For a while, the man was somewhere else. The !Cha waited. He had deep reserves of patience, and had paid the prison governor for all the time he needed. When he saw the man's attention come back, he said, “Your story did not end when she left you in the tomb."

"Now we're getting down to it, aren't we? Well, I'll tell you how it ended if you tell me something."

"That was always our deal."

"The truth. No evasions."

The man was fingering the stubble behind his left ear, where a faint white scar showed.

The !Cha said, “She hit you on the head. You lost consciousness. You woke . . ."

"I could hear the helicopter. I guess it woke me. That hard fluttering roar. I'd lost a lot of blood, and I was still half out of it, but I found my way through the labyrinth. Saw that Rachel had taken the pickup, no surprise there. I followed its tracks up that ridge in the near dark, saw the helicopter chasing the pickup's headlights out across the playa. She was driving fast, bouncing along in a shroud of dust. The helicopter was right on her tail. Flying low, shining a spotlight on her.

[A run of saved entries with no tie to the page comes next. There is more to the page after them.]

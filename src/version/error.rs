use thiserror::Error;

#[derive(Debug, Error)]
pub enum VersionError {
    #[error("Malformed version identifier: {0:?}")]
    Malformed(String),
}

#[derive(Debug, Error)]
pub enum CatalogError {
    #[error("No versions available in catalog")]
    NoVersionsAvailable,

    #[error("Invalid catalog entry: {0}")]
    InvalidIdentifier(#[from] VersionError),

    #[error("Failed to read catalog: {0}")]
    Io(#[from] std::io::Error),

    #[error("Invalid catalog JSON: {0}")]
    Json(#[from] serde_json::Error),
}
//! Best-match selection over a catalog
//!
//! Identifiers are ordered by version precedence: releases by their numeric
//! components, a branch tip immediately above the newest release on its
//! branch and below the next numeric version. A request matches the
//! greatest identifier not newer than itself, so requests beyond the
//! releases on a branch land on that branch's tip, and requests below the
//! whole catalog land on the oldest known version.

use tracing::{debug, warn};

use crate::version::catalog::Catalog;
use crate::version::identifier::{VersionId, parse_requested};

/// One position in a precedence key.
///
/// `Tip` orders below every numeric component. Appended to a base release,
/// it keys a branch tip strictly above that release (longer key, same
/// prefix) yet below any strictly larger numeric version, i.e. the tip sits
/// immediately after the newest release on its branch.
#[derive(Debug, Clone, Copy, PartialEq, Eq, PartialOrd, Ord)]
enum KeyPart {
    Tip,
    Num(u64),
}

/// Pick the best-matching known identifier for a requested version.
///
/// Returns the verbatim catalog spelling of the greatest identifier whose
/// precedence does not exceed the request. A request older than the whole
/// catalog yields the oldest identifier; a request newer than everything
/// yields the newest, which with branch tips present is the tip of the
/// newest branch. An exact numeric match always wins over a branch tip.
pub fn match_best_version<'a>(catalog: &'a Catalog, requested: &str) -> &'a str {
    let components = parse_requested(requested);
    if components.is_empty() && !requested.trim_start().starts_with(|c: char| c.is_ascii_digit()) {
        warn!(
            requested,
            "no numeric components in requested version, matching the oldest known version"
        );
    }
    let request_key = release_key(&components);

    let mut keyed = precedence_keys(catalog);
    keyed.sort_by(|a, b| a.0.cmp(&b.0));

    let picked = keyed
        .iter()
        .rev()
        .find(|(key, _)| *key <= request_key)
        .or_else(|| keyed.first())
        .map(|(_, raw)| *raw)
        .expect("catalog is never empty");
    debug!(requested, matched = picked, "selected best matching version");
    picked
}

/// Newest identifier in the catalog under version precedence.
///
/// With a tip on the newest branch that tip is the latest, since a branch
/// tip is never older than the releases it prefixes.
pub fn resolve_latest(catalog: &Catalog) -> &str {
    precedence_keys(catalog)
        .into_iter()
        .max_by(|a, b| a.0.cmp(&b.0))
        .map(|(_, raw)| raw)
        .expect("catalog is never empty")
}

/// All identifiers in ascending precedence order, verbatim spellings.
pub fn sort_by_precedence(catalog: &Catalog) -> Vec<&str> {
    let mut keyed = precedence_keys(catalog);
    keyed.sort_by(|a, b| a.0.cmp(&b.0));
    keyed.into_iter().map(|(_, raw)| raw).collect()
}

fn precedence_keys<'a>(catalog: &'a Catalog) -> Vec<(Vec<KeyPart>, &'a str)> {
    let releases: Vec<&[u64]> = catalog
        .iter()
        .filter_map(|(id, _)| match id {
            VersionId::Release(components) => Some(components.as_slice()),
            VersionId::DevBranch(_) => None,
        })
        .collect();

    catalog
        .iter()
        .map(|(id, raw)| {
            let key = match id {
                VersionId::Release(components) => release_key(components),
                VersionId::DevBranch(stem) => branch_tip_key(stem, &releases),
            };
            (key, raw)
        })
        .collect()
}

fn release_key(components: &[u64]) -> Vec<KeyPart> {
    components.iter().copied().map(KeyPart::Num).collect()
}

/// Precedence key for a branch tip: the newest release sharing the stem
/// (the stem itself when the branch has no releases), a `Tip` marker, then
/// the stem as a tie-break between branches collapsing onto one release.
fn branch_tip_key(stem: &[u64], releases: &[&[u64]]) -> Vec<KeyPart> {
    let base = releases
        .iter()
        .copied()
        .filter(|release| shares_stem(stem, release))
        .max()
        .unwrap_or(stem);

    let mut key = release_key(base);
    key.push(KeyPart::Tip);
    key.extend(stem.iter().copied().map(KeyPart::Num));
    key
}

/// Whether `release` lies on branch `stem`, treating missing trailing
/// release components as zero.
fn shares_stem(stem: &[u64], release: &[u64]) -> bool {
    stem.iter()
        .enumerate()
        .all(|(i, &s)| release.get(i).copied().unwrap_or(0) == s)
}

#[cfg(test)]
mod tests {
    use super::*;
    use rstest::rstest;

    fn catalog(identifiers: &[&str]) -> Catalog {
        Catalog::new(identifiers.iter().copied(), "dev-").unwrap()
    }

    #[rstest]
    #[case(&[5, 6], &[5, 6], true)]
    #[case(&[5, 6], &[5, 6, 3, 1], true)]
    #[case(&[5, 6, 0], &[5, 6], true)] // missing release components are zero
    #[case(&[5, 6], &[5, 7], false)]
    #[case(&[5, 6], &[5], false)]
    #[case(&[8], &[8, 1], true)]
    fn shares_stem_returns_expected(
        #[case] stem: &[u64],
        #[case] release: &[u64],
        #[case] expected: bool,
    ) {
        assert_eq!(shares_stem(stem, release), expected);
    }

    #[test]
    fn branch_tip_keys_above_its_newest_release() {
        let releases: Vec<&[u64]> = vec![&[5, 6, 3], &[5, 6, 4], &[5, 7]];
        let key = branch_tip_key(&[5, 6], &releases);
        assert!(key > release_key(&[5, 6, 4]));
        assert!(key < release_key(&[5, 7]));
    }

    #[test]
    fn branch_tip_without_releases_keys_on_its_stem() {
        let key = branch_tip_key(&[5, 0], &[]);
        assert!(key > release_key(&[5]));
        assert!(key < release_key(&[5, 1]));
    }

    #[rstest]
    #[case("1.0.0", "1.0.0")] // exact match
    #[case("1.0.5", "1.0.0")] // greatest not newer than the request
    #[case("0.9", "1.0.0")] // floor
    #[case("3", "2.1.0")] // no tips, ceiling is the newest release
    fn match_best_version_over_releases_only(#[case] requested: &str, #[case] expected: &str) {
        let known = catalog(&["1.0.0", "1.1.0", "2.0.0", "2.1.0"]);
        assert_eq!(match_best_version(&known, requested), expected);
    }

    #[rstest]
    #[case("1.1.5", "dev-1.1")] // beyond the branch releases, tip wins
    #[case("1.1.0", "1.1.0")] // exact release wins over the tip
    #[case("1.2", "1.2.0")]
    #[case("9", "dev-1.2")] // ceiling is the newest branch tip
    fn match_best_version_with_branch_tips(#[case] requested: &str, #[case] expected: &str) {
        let known = catalog(&["1.1.0", "dev-1.1", "1.2.0", "dev-1.2"]);
        assert_eq!(match_best_version(&known, requested), expected);
    }

    #[test]
    fn branch_tip_covers_requests_past_an_empty_branch() {
        let known = catalog(&["dev-5.0"]);
        assert_eq!(match_best_version(&known, "5.1"), "dev-5.0");
        assert_eq!(match_best_version(&known, "4.9"), "dev-5.0");
    }

    #[rstest]
    #[case("")]
    #[case("rc1")]
    #[case("0")]
    fn digitless_requests_hit_the_floor(#[case] requested: &str) {
        let known = catalog(&["2.0.0", "1.0.0"]);
        assert_eq!(match_best_version(&known, requested), "1.0.0");
    }

    #[test]
    fn resolve_latest_prefers_the_newest_branch_tip() {
        let known = catalog(&["1.0.0", "dev-1", "0.9.0"]);
        assert_eq!(resolve_latest(&known), "dev-1");
    }

    #[test]
    fn resolve_latest_over_releases_only() {
        let known = catalog(&["1.0.0", "2.0.0", "1.5.0"]);
        assert_eq!(resolve_latest(&known), "2.0.0");
    }

    #[test]
    fn sort_by_precedence_interleaves_tips_with_releases() {
        let known = catalog(&["1.1.0", "dev-1.2", "dev-1.1", "1.0.0", "1.2.0"]);
        assert_eq!(
            sort_by_precedence(&known),
            vec!["1.0.0", "1.1.0", "dev-1.1", "1.2.0", "dev-1.2"]
        );
    }

    #[test]
    fn overlapping_branch_tips_order_by_stem() {
        let known = catalog(&["5.6.4", "dev-5.6", "dev-5.6.4"]);
        assert_eq!(
            sort_by_precedence(&known),
            vec!["5.6.4", "dev-5.6", "dev-5.6.4"]
        );
    }
}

I guess she was watching her rearview, because she didn't seem to see the headlights cutting in on her right. Or maybe she did, and she didn't care. . . .” The man was somewhere else again for a moment. He said, “She called the town's sheriff sometime when we were driving to the tomb. One time she went off to pee, I'm sure that's when she did it. The sheriff came looking for her on account of the murder of the storeowner, called in the chopper to help. And she called him again after she cold-cocked me, because he knew where to find me."

"And he shot her."

"I suppose you want to know how I feel about that. I don't blame him. She shot at him, what was he going to do? He T-boned her, smashed the pickup good, and she started firing through the broken windshield. I saw the flashes. Like stars going off inside the chopper's searchlight. She fired off an entire magazine inside half a minute. He fired back, that was it. I knew it was because the chopper landed beside the two vehicles, took off again, and came on toward the tomb. And I ran back inside,” the man said. “I don't know why. I wasn't thinking straight. I had this idea there might be treasure inside after all, even though I knew there wasn't. But maybe something else was doing my thinking for me, you know?"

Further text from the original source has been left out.